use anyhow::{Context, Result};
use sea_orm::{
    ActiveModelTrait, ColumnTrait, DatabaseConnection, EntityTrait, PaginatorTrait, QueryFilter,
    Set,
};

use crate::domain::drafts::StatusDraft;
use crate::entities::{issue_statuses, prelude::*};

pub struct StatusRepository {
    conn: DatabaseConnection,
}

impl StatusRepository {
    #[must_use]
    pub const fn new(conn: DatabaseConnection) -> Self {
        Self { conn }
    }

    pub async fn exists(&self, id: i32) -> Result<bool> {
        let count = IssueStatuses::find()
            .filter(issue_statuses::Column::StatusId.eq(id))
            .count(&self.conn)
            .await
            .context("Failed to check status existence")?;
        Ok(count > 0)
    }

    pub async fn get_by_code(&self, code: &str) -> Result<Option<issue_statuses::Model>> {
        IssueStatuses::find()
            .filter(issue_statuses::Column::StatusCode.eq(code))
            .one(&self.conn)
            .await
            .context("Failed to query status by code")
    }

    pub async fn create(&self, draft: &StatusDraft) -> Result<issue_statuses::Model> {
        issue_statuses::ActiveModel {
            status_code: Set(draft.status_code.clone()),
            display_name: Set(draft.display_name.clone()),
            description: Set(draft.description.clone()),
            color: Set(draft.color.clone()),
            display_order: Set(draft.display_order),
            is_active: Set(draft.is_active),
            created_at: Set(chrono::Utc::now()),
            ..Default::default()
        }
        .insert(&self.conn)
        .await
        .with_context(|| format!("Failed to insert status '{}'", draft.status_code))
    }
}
--
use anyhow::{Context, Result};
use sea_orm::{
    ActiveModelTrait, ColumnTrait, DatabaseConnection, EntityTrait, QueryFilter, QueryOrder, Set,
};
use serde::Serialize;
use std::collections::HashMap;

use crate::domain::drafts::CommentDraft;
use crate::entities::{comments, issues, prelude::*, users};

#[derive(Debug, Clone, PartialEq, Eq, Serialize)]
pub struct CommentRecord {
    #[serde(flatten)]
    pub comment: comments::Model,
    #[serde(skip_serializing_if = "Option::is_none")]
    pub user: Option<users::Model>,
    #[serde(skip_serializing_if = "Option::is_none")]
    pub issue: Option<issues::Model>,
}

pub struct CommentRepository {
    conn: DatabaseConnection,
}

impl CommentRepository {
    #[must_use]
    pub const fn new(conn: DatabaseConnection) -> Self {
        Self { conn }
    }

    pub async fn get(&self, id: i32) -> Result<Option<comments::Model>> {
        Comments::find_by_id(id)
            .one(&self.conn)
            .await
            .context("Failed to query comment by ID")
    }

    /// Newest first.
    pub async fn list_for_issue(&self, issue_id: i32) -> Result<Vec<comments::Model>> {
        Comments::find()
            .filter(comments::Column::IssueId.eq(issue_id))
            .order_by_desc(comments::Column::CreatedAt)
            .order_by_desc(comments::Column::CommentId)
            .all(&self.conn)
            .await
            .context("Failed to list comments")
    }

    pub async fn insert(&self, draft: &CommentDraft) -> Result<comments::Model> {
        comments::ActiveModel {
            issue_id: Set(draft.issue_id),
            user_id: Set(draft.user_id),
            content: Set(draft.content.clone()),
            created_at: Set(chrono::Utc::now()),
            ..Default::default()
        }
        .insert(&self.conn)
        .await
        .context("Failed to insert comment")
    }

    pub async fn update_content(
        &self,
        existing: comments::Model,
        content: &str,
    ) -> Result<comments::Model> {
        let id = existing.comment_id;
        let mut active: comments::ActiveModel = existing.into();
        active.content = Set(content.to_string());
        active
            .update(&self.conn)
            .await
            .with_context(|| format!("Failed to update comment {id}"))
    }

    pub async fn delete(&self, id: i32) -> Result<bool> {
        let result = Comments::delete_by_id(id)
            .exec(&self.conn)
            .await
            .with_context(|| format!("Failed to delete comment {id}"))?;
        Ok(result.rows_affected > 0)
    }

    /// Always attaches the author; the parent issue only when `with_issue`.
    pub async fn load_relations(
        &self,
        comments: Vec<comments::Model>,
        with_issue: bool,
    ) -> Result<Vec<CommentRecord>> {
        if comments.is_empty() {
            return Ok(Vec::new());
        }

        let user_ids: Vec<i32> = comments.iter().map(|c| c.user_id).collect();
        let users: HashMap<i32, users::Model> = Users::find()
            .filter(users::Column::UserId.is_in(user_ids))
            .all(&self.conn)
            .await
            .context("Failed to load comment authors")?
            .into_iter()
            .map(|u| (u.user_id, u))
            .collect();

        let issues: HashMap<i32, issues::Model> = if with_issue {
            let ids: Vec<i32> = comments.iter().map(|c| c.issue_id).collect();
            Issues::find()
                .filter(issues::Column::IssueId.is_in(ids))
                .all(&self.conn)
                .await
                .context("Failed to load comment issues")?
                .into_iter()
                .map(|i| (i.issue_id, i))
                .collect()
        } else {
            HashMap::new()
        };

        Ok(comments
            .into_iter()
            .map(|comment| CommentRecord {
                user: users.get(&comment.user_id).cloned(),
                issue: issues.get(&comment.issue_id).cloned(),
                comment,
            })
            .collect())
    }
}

-- REQUIRED WORK --
Where a line of the data above includes the string "count", pull it out.

-- OUTPUT --
        let count = IssueStatuses::find()
            .count(&self.conn)
        Ok(count > 0)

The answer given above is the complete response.